//! Table formatting helpers for CLI output.

use comfy_table::{ContentArrangement, Table};

/// Create a styled table with the given headers.
pub fn new_table(headers: &[&str]) -> Table {
    let mut table = Table::new();
    table.set_content_arrangement(ContentArrangement::Dynamic);
    table.load_preset(comfy_table::presets::NOTHING);
    table.set_header(headers);
    table
}

/// Shorten a `sha256:` digest to its first 12 hex characters.
pub fn short_digest(digest: &str) -> String {
    let hex = digest.strip_prefix("sha256:").unwrap_or(digest);
    hex.chars().take(12).collect()
}

/// Join at most `limit` items, noting how many were left out.
pub fn join_limited(items: &[String], limit: usize) -> String {
    if items.is_empty() {
        return "-".to_string();
    }
    let shown = items
        .iter()
        .take(limit)
        .map(String::as_str)
        .collect::<Vec<_>>()
        .join(", ");
    if items.len() > limit {
        format!("{} (+{} more)", shown, items.len() - limit)
    } else {
        shown
    }
}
----------------
▶ Your objective
Set the entries down again exactly, beginning with their first line and ending with the line that contains "pub fn short_digest(digest: &str)"; omit all other lines.

▶ Answer area
//! Table formatting helpers for CLI output.

use comfy_table::{ContentArrangement, Table};

/// Create a styled table with the given headers.
pub fn new_table(headers: &[&str]) -> Table {
    let mut table = Table::new();
    table.set_content_arrangement(ContentArrangement::Dynamic);
    table.load_preset(comfy_table::presets::NOTHING);
    table.set_header(headers);
    table
}

/// Shorten a `sha256:` digest to its first 12 hex characters.
pub fn short_digest(digest: &str) -> String {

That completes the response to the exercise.